3. Böswillige Verlassung : Hat einer der Ehegatten grundlos die Ehegemeinschaft aufgehoben, und ist letztere nicht wieder hergestellt worden, so kann der andere Ehegatte die Scheidung verlangen (Kap. 6, § 5).

4. Ist ein Ehegatte verschollen, so kann die Ehescheidung ausgesprochen werden, sofern es unbekannt ist, ob er die letzten drei Jahre noch am Leben war (Kap. 6, § 6).

5. Hat ein Ehegatte entgegen den Bestimmungen des Kap. 2, § 10, eine neue Ehe geschlossen, kann der andere Ehegatte die Scheidung verlangen, sofern die Scheidungsklage innert 6 Monaten vom Tage, an welchem der Kläger Kenntnis der neuen Ehe erhalten, angebracht wird (Kap. 6, § 7).

6. Ehebruch oder strafbare Ausschweifung eines der Ehegatten, sofern der klägerische Ehegatte nicht mitschuldig ist oder dazu eingewilligt hat. Die Scheidungsklage muss innert 6 Monaten vom Tage, an welchem der Kläger Kenntnis der die Klage begründenden Tatsachen erhalten hat, und spätestens innert 3 Jahren seit dem Tage, an dem diese vorgefallen sind, erhoben werden (Kap. 6, § 8).

7. Wenn ein Ehegatte mit einer in ihrer ansteckungsfähigen Periode befindlichen Geschlechtskrankheit behaftet ist und den ändern Ehegatten wissentlich oder fahrlässig der Ansteckungsgefahr aussetzt, kann die Scheidung anbegehrt werden, es sei denn, dass der klägerische Ehegatte die Gefahr gekannt und sich ihr gleichwohl ausgesetzt hat.

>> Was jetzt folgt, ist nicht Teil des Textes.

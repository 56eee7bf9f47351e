use std::{fmt::Debug, net::IpAddr};

use log::*;

use crate::{
    db_types::{Order, OrderId, PaymentMethod},
    mp_api::errors::MarketplaceError,
    rules::{
        checkout::{available_payment_methods, validate_card_number},
        lifecycle::{ensure_action_allowed, OrderAction},
        validation::ValidationErrors,
    },
    traits::{CountryResolver, MarketplaceDatabase, PaymentIntent, PaymentIntentRequest, PaymentProcessor},
};

/// Payment method selection and payment intents for orders that are ready for payment.
pub struct CheckoutApi<B, P> {
    db: B,
    processor: P,
}

impl<B, P> Debug for CheckoutApi<B, P> {
    fn fmt(&self, f: &mut std::fmt::Formatter<'_>) -> std::fmt::Result {
        write!(f, "CheckoutApi")
    }
}

impl<B, P> CheckoutApi<B, P> {
    pub fn new(db: B, processor: P) -> Self {
        Self { db, processor }
    }
}

impl<B, P> CheckoutApi<B, P>
where
    B: MarketplaceDatabase,
    P: PaymentProcessor,
{
    /// The payment methods available to a customer in `country` for this order.
    pub async fn payment_options(
        &self,
        order_id: &OrderId,
        country: &str,
    ) -> Result<Vec<PaymentMethod>, MarketplaceError> {
        let order = self.fetch_order(order_id).await?;
        let store = self
            .db
            .fetch_store(&order.store_id)
            .await?
            .ok_or_else(|| MarketplaceError::StoreNotFound(order.store_id.clone()))?;
        Ok(available_payment_methods(&store.fee_settings, order.delivery_type, country))
    }

    /// Like [`Self::payment_options`], but locates the customer by IP address. If the lookup fails, the customer is
    /// assumed to be in `default_country`.
    pub async fn payment_options_for_ip<R: CountryResolver>(
        &self,
        order_id: &OrderId,
        ip: IpAddr,
        resolver: &R,
        default_country: &str,
    ) -> Result<Vec<PaymentMethod>, MarketplaceError> {
        let country = resolver.country_or_default(ip, default_country).await;
        trace!("💳️ Customer at {ip} is shopping from {country}");
        self.payment_options(order_id, &country).await
    }

    /// Asks the payment processor to prepare a charge for the order's frozen total.
    ///
    /// The order must be ready for payment, and `method` must be a processor-settled method available to the customer.
    /// Nothing is recorded against the order. The payment is recorded once the processor confirms it.
    pub async fn create_payment_intent(
        &self,
        order_id: &OrderId,
        method: PaymentMethod,
        country: &str,
    ) -> Result<PaymentIntent, MarketplaceError> {
        let order = self.fetch_order(order_id).await?;
        ensure_action_allowed(&order, OrderAction::RecordPayment)?;
        let store = self
            .db
            .fetch_store(&order.store_id)
            .await?
            .ok_or_else(|| MarketplaceError::StoreNotFound(order.store_id.clone()))?;
        let seller = self.db.fetch_seller(&store.seller_id).await?;
        let mut errors = ValidationErrors::new();
        errors
            .check(
                available_payment_methods(&store.fee_settings, order.delivery_type, country).contains(&method),
                format!("{method} is not available for this order"),
            )
            .check(method.is_processor_settled(), format!("{method} payments are not taken online"));
        let amount_minor = order.fees.as_ref().and_then(|f| f.total.to_minor_units());
        errors.check(amount_minor.is_some_and(|a| a > 0), "The order total cannot be charged");
        errors.into_result()?;
        let request = PaymentIntentRequest {
            order_id: order_id.clone(),
            amount_minor: amount_minor.unwrap_or_default(),
            currency: order.currency.clone(),
            method,
            destination_account: seller.and_then(|s| s.processor_account),
        };
        let intent = self.processor.create_payment_intent(request).await?;
        info!("💳️ Payment intent {} created for order {order_id} ({} minor units)", intent.id, intent.amount_minor);
        Ok(intent)
    }

    /// Checks a card number before it is handed to the payment processor.
    pub fn validate_card(&self, number: &str) -> Result<(), MarketplaceError> {
        validate_card_number(number).map_err(MarketplaceError::from)
    }

    async fn fetch_order(&self, order_id: &OrderId) -> Result<Order, MarketplaceError> {
        self.db.fetch_order(order_id).await?.ok_or_else(|| MarketplaceError::OrderNotFound(order_id.clone()))
    }
}
pub mod geo;
pub mod notifications;
pub mod stripe;
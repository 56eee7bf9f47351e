use actix_web::{http::StatusCode, test::TestRequest};
use chrono::Utc;
use marketplace_engine::{
    db_types::{DeliveryType, Order, OrderStatusType, PaymentMethod},
    WalletRepository,
};
use serde_json::{json, Value};

use super::helpers::{money, parse, standard_fees, TestMarketplace, WEBHOOK_SECRET};
use crate::{helpers::calculate_stripe_signature, middleware::STRIPE_SIGNATURE_HEADER};

fn payment_succeeded(intent_id: &str, order_id: &str, amount_received: i64) -> Value {
    json!({
        "id": format!("evt_{intent_id}"),
        "type": "payment_intent.succeeded",
        "data": { "object": {
            "id": intent_id,
            "object": "payment_intent",
            "amount_received": amount_received,
            "currency": "usd",
            "metadata": { "order_id": order_id, "method": "card" }
        }}
    })
}

fn signed_request(event: &Value, timestamp: i64, secret: &str) -> TestRequest {
    let body = event.to_string();
    let signature = calculate_stripe_signature(secret, timestamp, body.as_bytes());
    TestRequest::post()
        .uri("/webhooks/stripe")
        .insert_header(("Content-Type", "application/json"))
        .insert_header((STRIPE_SIGNATURE_HEADER, format!("t={timestamp},v1={signature}")))
        .set_payload(body)
}

async fn marketplace_with_order(order_id: &str) -> (TestMarketplace, Order) {
    let mp = TestMarketplace::new().await;
    mp.store("sam", "corner", standard_fees()).await;
    let order = mp.order_ready_for_payment(order_id, "corner", DeliveryType::Delivery, &[("Cheese", "40.00", 2)]).await;
    (mp, order)
}

#[actix_web::test]
async fn succeeded_payment_marks_the_order_paid() {
    let _ = env_logger::try_init().ok();
    let (mp, _) = marketplace_with_order("o-300").await;
    let event = payment_succeeded("pi_300", "o-300", 8500);
    let (status, body) = mp.call_webhook(signed_request(&event, Utc::now().timestamp(), WEBHOOK_SECRET)).await;
    assert_eq!(status, StatusCode::OK, "{body}");

    let (_, body) = mp.get("/api/orders/o-300").await;
    let order: Order = parse(&body);
    assert_eq!(order.status, OrderStatusType::Paid);
    assert_eq!(order.payment_method, Some(PaymentMethod::Card));
    assert_eq!(order.payment_reference.as_deref(), Some("pi_300"));
    // Subtotal plus delivery. The service fee stays with the platform.
    let wallet = mp.db.fetch_wallet("sam").await.unwrap().unwrap();
    assert_eq!(wallet.balance, money("83.00"));

    // Stripe retries deliveries. A repeat is acknowledged and changes nothing.
    let (status, body) = mp.call_webhook(signed_request(&event, Utc::now().timestamp(), WEBHOOK_SECRET)).await;
    assert_eq!(status, StatusCode::OK, "{body}");
    let wallet = mp.db.fetch_wallet("sam").await.unwrap().unwrap();
    assert_eq!(wallet.balance, money("83.00"));
}

#[actix_web::test]
async fn wrong_amount_is_refused() {
    let _ = env_logger::try_init().ok();
    let (mp, _) = marketplace_with_order("o-301").await;
    let event = payment_succeeded("pi_301", "o-301", 8000);
    let (status, body) = mp.call_webhook(signed_request(&event, Utc::now().timestamp(), WEBHOOK_SECRET)).await;
    assert_eq!(status, StatusCode::BAD_REQUEST);
    assert!(body.contains("does not match the order total"), "{body}");
    let (_, body) = mp.get("/api/orders/o-301").await;
    let order: Order = parse(&body);
    assert_eq!(order.status, OrderStatusType::ReadyForPayment);
}

#[actix_web::test]
async fn other_events_are_ignored() {
    let _ = env_logger::try_init().ok();
    let (mp, _) = marketplace_with_order("o-302").await;
    let event = json!({ "id": "evt_1", "type": "charge.refunded", "data": { "object": { "id": "ch_1" } } });
    let (status, body) = mp.call_webhook(signed_request(&event, Utc::now().timestamp(), WEBHOOK_SECRET)).await;
    assert_eq!(status, StatusCode::OK, "{body}");
    assert!(body.contains("ignored"), "{body}");
}

#[actix_web::test]
async fn unsigned_and_forged_deliveries_are_rejected() {
    let _ = env_logger::try_init().ok();
    let (mp, _) = marketplace_with_order("o-303").await;
    let event = payment_succeeded("pi_303", "o-303", 8500);

    let unsigned = TestRequest::post()
        .uri("/webhooks/stripe")
        .insert_header(("Content-Type", "application/json"))
        .set_payload(event.to_string());
    let (status, _) = mp.call_webhook(unsigned).await;
    assert_eq!(status, StatusCode::UNAUTHORIZED);

    let (status, _) = mp.call_webhook(signed_request(&event, Utc::now().timestamp(), "whsec_forged")).await;
    assert_eq!(status, StatusCode::UNAUTHORIZED);

    let an_hour_ago = Utc::now().timestamp() - 3600;
    let (status, body) = mp.call_webhook(signed_request(&event, an_hour_ago, WEBHOOK_SECRET)).await;
    assert_eq!(status, StatusCode::UNAUTHORIZED);
    assert!(body.contains("tolerance"), "{body}");

    let (_, body) = mp.get("/api/orders/o-303").await;
    let order: Order = parse(&body);
    assert_eq!(order.status, OrderStatusType::ReadyForPayment);
}
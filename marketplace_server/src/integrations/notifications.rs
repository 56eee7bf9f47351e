//! Forwards marketplace events to an external notification service.
//!
//! Every event is posted as JSON to a single webhook URL, tagged with its `event` name. Delivery is best-effort: a
//! failed post is logged and dropped.
use futures::future::BoxFuture;
use log::*;
use marketplace_engine::events::{
    EventHandlers,
    EventHooks,
    OrderStatusChangedEvent,
    RefundUpdatedEvent,
    WithdrawalRecordedEvent,
};
use reqwest::Client;
use serde::Serialize;
use serde_json::{json, Value};

use crate::errors::ServerError;

#[derive(Clone)]
struct Notifier {
    url: String,
    client: Client,
}

impl Notifier {
    fn post(&self, event: &'static str, payload: Value) -> BoxFuture<'static, ()> {
        let notifier = self.clone();
        Box::pin(async move {
            let body = json!({ "event": event, "data": payload });
            match notifier.client.post(&notifier.url).json(&body).send().await {
                Ok(res) if res.status().is_success() => trace!("📬️ {event} notification delivered"),
                Ok(res) => warn!("📬️ The notification service answered {} to {event}", res.status()),
                Err(e) => warn!("📬️ Could not deliver {event} notification. {e}"),
            }
        })
    }
}

fn to_value<T: Serialize>(value: &T) -> Value {
    serde_json::to_value(value).unwrap_or_else(|e| {
        error!("📬️ Could not serialize a notification. {e}");
        Value::Null
    })
}

/// Builds the event handlers that forward order status changes, refund updates and withdrawals to `url`.
pub fn create_notification_event_handlers(url: &str, buffer_size: usize) -> Result<EventHandlers, ServerError> {
    let client = Client::builder().build().map_err(|e| ServerError::InitializeError(e.to_string()))?;
    let notifier = Notifier { url: url.to_string(), client };
    let mut hooks = EventHooks::default();
    let n = notifier.clone();
    hooks.on_order_status_changed(move |ev: OrderStatusChangedEvent| {
        let payload = json!({
            "order_id": ev.order.order_id.as_str(),
            "store_id": ev.order.store_id,
            "customer_id": ev.order.customer_id,
            "old_status": ev.old_status.to_string(),
            "new_status": ev.order.status.to_string(),
        });
        n.post("order_status_changed", payload)
    });
    let n = notifier.clone();
    hooks.on_refund_updated(move |ev: RefundUpdatedEvent| n.post("refund_updated", to_value(&ev.refund)));
    hooks.on_withdrawal_recorded(move |ev: WithdrawalRecordedEvent| {
        notifier.post("withdrawal_recorded", to_value(&ev.withdrawal))
    });
    info!("📬️ Order updates will be forwarded to {url}");
    Ok(EventHandlers::new(buffer_size, hooks))
}
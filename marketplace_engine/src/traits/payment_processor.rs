//! The seam to the payment processor.
//!
//! Amounts cross this boundary in minor units (cents). Conversion happens in the engine with
//! [`mkt_common::Money::to_minor_units`], so implementations never have to round.
use mkt_common::Money;
use serde::{Deserialize, Serialize};
use thiserror::Error;

use crate::db_types::{OrderId, PaymentMethod};

#[derive(Debug, Clone, Error)]
pub enum ProcessorError {
    /// The processor understood the request and declined it, e.g. the charge was already refunded.
    #[error("The payment processor rejected the request: {0}")]
    Rejected(String),
    #[error("The payment processor could not be reached: {0}")]
    Unavailable(String),
    #[error("Invalid request to the payment processor: {0}")]
    InvalidRequest(String),
}

#[derive(Debug, Clone, PartialEq, Eq, Serialize, Deserialize)]
pub struct PaymentIntentRequest {
    pub order_id: OrderId,
    pub amount_minor: i64,
    pub currency: String,
    pub method: PaymentMethod,
    /// The seller's connected account, if the charge should be routed to it.
    pub destination_account: Option<String>,
}

#[derive(Debug, Clone, PartialEq, Eq, Serialize, Deserialize)]
pub struct PaymentIntent {
    pub id: String,
    pub client_secret: Option<String>,
    pub amount_minor: i64,
    pub currency: String,
    pub status: String,
}

#[derive(Debug, Clone, PartialEq, Eq, Serialize, Deserialize)]
pub struct ProcessorRefundRequest {
    pub charge_reference: String,
    pub amount_minor: i64,
    pub currency: String,
    pub reason: String,
}

#[derive(Debug, Clone, PartialEq, Eq, Serialize, Deserialize)]
pub struct ProcessorRefund {
    pub id: String,
    pub status: String,
}

#[derive(Debug, Clone, PartialEq, Eq, Serialize, Deserialize)]
pub struct ProcessorBalance {
    pub available: Money,
    pub pending: Money,
    pub currency: String,
}

#[derive(Debug, Clone, PartialEq, Eq, Serialize, Deserialize)]
pub struct PayoutRequest {
    pub account: String,
    pub amount_minor: i64,
    pub currency: String,
}

#[derive(Debug, Clone, PartialEq, Eq, Serialize, Deserialize)]
pub struct Payout {
    pub id: String,
    pub status: String,
}

#[allow(async_fn_in_trait)]
pub trait PaymentProcessor {
    async fn create_payment_intent(&self, request: PaymentIntentRequest) -> Result<PaymentIntent, ProcessorError>;

    /// Refunds (part of) a charge.
    async fn create_refund(&self, request: ProcessorRefundRequest) -> Result<ProcessorRefund, ProcessorError>;

    /// The balance of a connected account, or of the platform account when `account` is `None`.
    async fn account_balance(&self, account: Option<&str>) -> Result<ProcessorBalance, ProcessorError>;

    /// Pays money out to a connected account.
    async fn create_payout(&self, request: PayoutRequest) -> Result<Payout, ProcessorError>;
}
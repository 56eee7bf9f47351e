use serde::{Deserialize, Serialize};

use crate::{
    db_types::{OrderStatusType, PaymentMethod, RefundStatus},
    rules::fees::FeeBreakdown,
};

/// A conditional order status change. It only applies if the order is still in the `expected` status.
///
/// The optional fields are written alongside the status when present, and left untouched otherwise.
#[derive(Debug, Clone, PartialEq, Eq, Serialize, Deserialize)]
pub struct OrderStatusChange {
    pub expected: OrderStatusType,
    pub new_status: OrderStatusType,
    pub fees: Option<FeeBreakdown>,
    pub payment_method: Option<PaymentMethod>,
    pub payment_reference: Option<String>,
}

impl OrderStatusChange {
    pub fn new(expected: OrderStatusType, new_status: OrderStatusType) -> Self {
        Self { expected, new_status, fees: None, payment_method: None, payment_reference: None }
    }

    pub fn with_fees(mut self, fees: FeeBreakdown) -> Self {
        self.fees = Some(fees);
        self
    }

    pub fn with_payment(mut self, method: PaymentMethod, reference: Option<String>) -> Self {
        self.payment_method = Some(method);
        self.payment_reference = reference;
        self
    }
}

/// Claims an order's pickup code and completes the handoff in one step.
#[derive(Debug, Clone, PartialEq, Eq, Serialize, Deserialize)]
pub struct PickupClaim {
    pub expected: OrderStatusType,
    pub new_status: OrderStatusType,
    /// Record a cash payment taken at the store, for pay-at-store orders that were not paid in advance.
    pub settle_in_cash: bool,
}

/// A conditional refund status change. It only applies if the refund is still in the `expected` status.
#[derive(Debug, Clone, PartialEq, Eq, Serialize, Deserialize)]
pub struct RefundTransition {
    pub expected: RefundStatus,
    pub new_status: RefundStatus,
    pub proof_url: Option<String>,
    pub dispute_reason: Option<String>,
}

impl RefundTransition {
    pub fn new(expected: RefundStatus, new_status: RefundStatus) -> Self {
        Self { expected, new_status, proof_url: None, dispute_reason: None }
    }

    pub fn with_proof_url<S: Into<String>>(mut self, url: S) -> Self {
        self.proof_url = Some(url.into());
        self
    }

    pub fn with_dispute_reason<S: Into<String>>(mut self, reason: S) -> Self {
        self.dispute_reason = Some(reason.into());
        self
    }
}
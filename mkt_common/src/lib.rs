//! Value types shared by the marketplace engine and server.
mod money;

pub mod helpers;
pub mod op;
mod secret;

pub use money::{Money, MoneyParseError, DEFAULT_CURRENCY_CODE};
pub use secret::Secret;
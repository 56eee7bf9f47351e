use mkt_common::Money;

use crate::{db_types::Wallet, traits::RepositoryError};

#[allow(async_fn_in_trait)]
pub trait WalletRepository {
    async fn fetch_wallet(&self, seller_id: &str) -> Result<Option<Wallet>, RepositoryError>;

    /// Returns the seller's wallet, creating an empty one in `currency` if the seller has none yet.
    async fn fetch_or_create_wallet(&self, seller_id: &str, currency: &str) -> Result<Wallet, RepositoryError>;

    /// Adds `amount` to both the balance and total earnings.
    async fn credit_wallet(&self, seller_id: &str, amount: Money, currency: &str) -> Result<Wallet, RepositoryError>;

    /// Removes a refunded `amount` from the balance and total earnings, flooring both at zero.
    async fn deduct_refund(&self, seller_id: &str, amount: Money) -> Result<Wallet, RepositoryError>;
}
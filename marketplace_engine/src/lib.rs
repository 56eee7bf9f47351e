//! Marketplace Engine
//!
//! The marketplace engine runs the checkout of a chat-based marketplace: a customer fills a cart in a conversation with
//! a store, the seller bags the goods, the customer pays, and the order is handed off by delivery or at the store
//! against a pickup code. This library contains the core logic of that flow. It is provider-agnostic.
//!
//! The library is divided into three main sections:
//! 1. Pure business rules ([`mod@rules`]): the order lifecycle state machine, the fee calculator, refund routing,
//!    pickup codes, checkout validation and withdrawal eligibility. None of these touch storage.
//! 2. Storage ([`mod@traits`] and [`mod@sqlite`]). Backends implement the repository traits, and the
//!    [`MarketplaceDatabase`] trait for the operations that must be atomic. SQLite is the supported backend.
//! 3. The public API ([`mod@mp_api`]). These structs combine the rules with a backend and a payment processor, and
//!    are what a server calls.
//!
//! The engine also emits events when orders change status, payments are recorded, refunds move along and sellers
//! withdraw money. A simple Actor framework is used so that you can easily hook into these events and perform custom
//! actions. See [`mod@events`].
pub mod db_types;
pub mod events;
pub mod mp_api;
pub mod rules;
#[cfg(feature = "sqlite")]
pub mod sqlite;
pub mod traits;

#[cfg(any(feature = "test_utils", test))]
pub mod test_utils;

pub use mp_api::{
    checkout_api::CheckoutApi,
    errors::{MarketplaceError, RemoteFailure},
    messaging_api::MessagingApi,
    order_flow_api::OrderFlowApi,
    order_objects,
    refund_api::RefundApi,
    store_api::StoreApi,
    withdrawal_api::WithdrawalApi,
};
#[cfg(feature = "sqlite")]
pub use sqlite::SqliteDatabase;
pub use traits::{
    CountryResolver,
    MarketplaceDatabase,
    MessageRepository,
    OrderRepository,
    PaymentProcessor,
    RefundRepository,
    RepositoryError,
    SellerRepository,
    StoreRepository,
    WalletRepository,
    WithdrawalRepository,
};
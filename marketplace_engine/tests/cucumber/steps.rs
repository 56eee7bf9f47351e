use std::str::FromStr;

use cucumber::{then, when};
use log::*;
use marketplace_engine::{
    db_types::{DeliveryType, NewOrder, NewRefund, OrderId, OrderStatusType, RefundInitiator, RefundStatus},
    order_objects::NewCartItem,
    MarketplaceError,
    WalletRepository,
};

use crate::{cucumber::MarketplaceWorld, support::marketplace::money};

//------------------------------------------   Orders   ---------------------------------------------------------------

#[when(expr = "customer {word} opens a {word} order {word} at store {word}")]
async fn open_order(world: &mut MarketplaceWorld, customer: String, kind: String, order_id: String, store: String) {
    let delivery_type = DeliveryType::from_str(&kind).expect("Unknown delivery type");
    let order = NewOrder::new(OrderId::from(order_id.as_str()), store.as_str(), customer.as_str(), delivery_type);
    let result = world.mp().orders.start_order(order).await;
    world.remember(result);
}

#[when(expr = "they add {int} x {string} at {word} to order {word}")]
async fn add_item(world: &mut MarketplaceWorld, quantity: u32, name: String, price: String, order_id: String) {
    let item = NewCartItem::new(name.as_str(), money(&price), quantity);
    let result = world.mp().orders.add_item(&OrderId::from(order_id.as_str()), item).await;
    world.remember(result);
}

#[when(expr = "order {word} is marked {word}")]
async fn advance_order(world: &mut MarketplaceWorld, order_id: String, step_name: String) {
    let id = OrderId::from(order_id.as_str());
    let orders = &world.mp().orders;
    let result = match step_name.as_str() {
        "done_adding" => orders.finish_adding(&id).await,
        "bagging" => orders.mark_bagged(&id).await,
        "ready_for_payment" => orders.request_payment(&id).await,
        _ => panic!("Unknown order step: {step_name}"),
    };
    world.remember(result);
}

#[when(expr = "order {word} is paid by card")]
async fn pay_by_card(world: &mut MarketplaceWorld, order_id: String) {
    let order = world.order(&order_id).await;
    world.mp().pay_by_card(&order).await;
}

#[when(expr = "order {word} is cancelled because {string}")]
async fn cancel(world: &mut MarketplaceWorld, order_id: String, reason: String) {
    let result = world.mp().orders.cancel_order(&OrderId::from(order_id.as_str()), &reason).await;
    world.remember(result);
}

#[when(expr = "a pickup code is issued for order {word}")]
async fn issue_code(world: &mut MarketplaceWorld, order_id: String) {
    let order = world.mp().orders.issue_pickup_code(&OrderId::from(order_id.as_str())).await.expect("No pickup code");
    world.pickup_code = order.pickup_code.map(|c| c.as_str().to_string());
}

#[when(expr = "the pickup code is presented for order {word}")]
async fn present_code(world: &mut MarketplaceWorld, order_id: String) {
    let code = world.pickup_code.clone().expect("No pickup code was issued");
    let result = world.mp().orders.verify_pickup_code(&OrderId::from(order_id.as_str()), &code).await;
    world.remember(result);
}

#[then(expr = "order {word} is {word}")]
async fn order_status(world: &mut MarketplaceWorld, order_id: String, status: String) {
    let expected = OrderStatusType::from_str(&status).expect("Unknown order status");
    let order = world.order(&order_id).await;
    assert_eq!(order.status, expected);
}

#[then(expr = "order {word} totals {word} with delivery {word} and service fee {word}")]
async fn order_totals(world: &mut MarketplaceWorld, order_id: String, total: String, delivery: String, service: String) {
    let order = world.order(&order_id).await;
    let fees = order.fees.expect("Fees were not frozen");
    assert_eq!(fees.total, money(&total));
    assert_eq!(fees.delivery_fee, money(&delivery));
    assert_eq!(fees.service_fee, money(&service));
}

#[then("the cart is locked")]
async fn cart_locked(world: &mut MarketplaceWorld) {
    match world.last_error.take() {
        Some(MarketplaceError::OrderLocked(_)) => {},
        other => panic!("Expected a locked cart, got {other:?}"),
    }
}

#[then("the step is refused as out of order")]
async fn invalid_transition(world: &mut MarketplaceWorld) {
    match world.last_error.take() {
        Some(MarketplaceError::InvalidTransition(msg)) => debug!("Refused as expected: {msg}"),
        other => panic!("Expected an invalid transition, got {other:?}"),
    }
}

#[then("the pickup code has already been used")]
async fn code_used(world: &mut MarketplaceWorld) {
    match world.last_error.take() {
        Some(MarketplaceError::AlreadyProcessed(_)) => {},
        other => panic!("Expected the code to be spent, got {other:?}"),
    }
}

//------------------------------------------   Refunds   --------------------------------------------------------------

#[when(expr = "customer requests a refund of {word} for order {word}")]
async fn request_refund(world: &mut MarketplaceWorld, amount: String, order_id: String) {
    let order = world.order(&order_id).await;
    let payment_method = order.payment_method.expect("Order has not been paid");
    let request = NewRefund {
        order_id: order.order_id.clone(),
        amount: money(&amount),
        currency: order.currency.clone(),
        reason: "Damaged in transit".into(),
        payment_method,
        charge_reference: order.payment_reference.clone(),
        initiator: RefundInitiator::Customer,
    };
    let result = world.mp().refunds.request_refund(request).await;
    world.last_refund = world.remember(result);
}

#[when("the seller approves the refund")]
async fn approve_refund(world: &mut MarketplaceWorld) {
    let id = world.last_refund.as_ref().expect("No refund was requested").id;
    let result = world.mp().refunds.approve_refund(id).await;
    if let Some(refund) = world.remember(result) {
        world.last_refund = Some(refund);
    }
}

#[then(expr = "the refund is {word}")]
async fn refund_status(world: &mut MarketplaceWorld, status: String) {
    let expected = RefundStatus::from_str(&status).expect("Unknown refund status");
    let id = world.last_refund.as_ref().expect("No refund was requested").id;
    let refund = world.mp().refunds.fetch_refund(id).await.expect("Error fetching refund");
    assert_eq!(refund.status, expected);
}

#[then(expr = "the payment processor refunded {int} time(s)")]
async fn processor_refunds(world: &mut MarketplaceWorld, count: usize) {
    assert_eq!(world.mp().processor.refund_count(), count);
}

//------------------------------------------   Wallets   --------------------------------------------------------------

#[when(expr = "seller {word} withdraws {word}")]
async fn withdraw(world: &mut MarketplaceWorld, seller_id: String, amount: String) {
    let result = world.mp().withdrawals.request_withdrawal(&seller_id, money(&amount)).await;
    world.last_withdrawal = world.remember(result);
}

#[then(expr = "the withdrawal is taxed {word} leaving {word}")]
async fn withdrawal_taxed(world: &mut MarketplaceWorld, tax: String, net: String) {
    let withdrawal = world.last_withdrawal.as_ref().expect("No withdrawal was recorded");
    assert_eq!(withdrawal.tax, money(&tax));
    assert_eq!(withdrawal.net_amount, money(&net));
}

#[then(expr = "the withdrawal is refused with {string}")]
async fn withdrawal_refused(world: &mut MarketplaceWorld, fragment: String) {
    match world.last_error.take() {
        Some(e @ MarketplaceError::WithdrawalNotAllowed(_)) => {
            let msg = e.to_string();
            assert!(msg.contains(&fragment), "'{msg}' does not mention '{fragment}'");
        },
        other => panic!("Expected the withdrawal to be refused, got {other:?}"),
    }
}

#[then(expr = "seller {word} has a balance of {word}")]
async fn wallet_balance(world: &mut MarketplaceWorld, seller_id: String, balance: String) {
    let wallet = world.mp().db.fetch_wallet(&seller_id).await.expect("Error fetching wallet").expect("No wallet");
    assert_eq!(wallet.balance, money(&balance));
}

Immerhin erlischt das Recht auf Scheidung, wenn die Klage nicht innerhalb 6 Monaten vom Tage hinweg, wo der klägerische Ehegatte Kenntnis erhielt von der Gefahr, der er ausgesetzt war, angebracht wird und wenn er nicht angesteckt wurde, oder die Krankheit bei der Klageerhebung sich nicht in ihrer ansteckungsfähigen Periode befand (Kap. 6, § 9).

8. Wenn einer der Ehegatten dem ändern nach dem Leben trachtet, oder ihn schwer misshandelt, so kann der verletzte Ehegatte die Scheidung anbegehren ; die Klage ist innerhalb 6 Monaten vom Zeitpunkte, an dem der Kläger Kenntnis des Scheidungsgrundes erhalten, spätestens innert 3 Jahren seitdem dieser sich ereignete, anzuheben (Kap. 6, § 10).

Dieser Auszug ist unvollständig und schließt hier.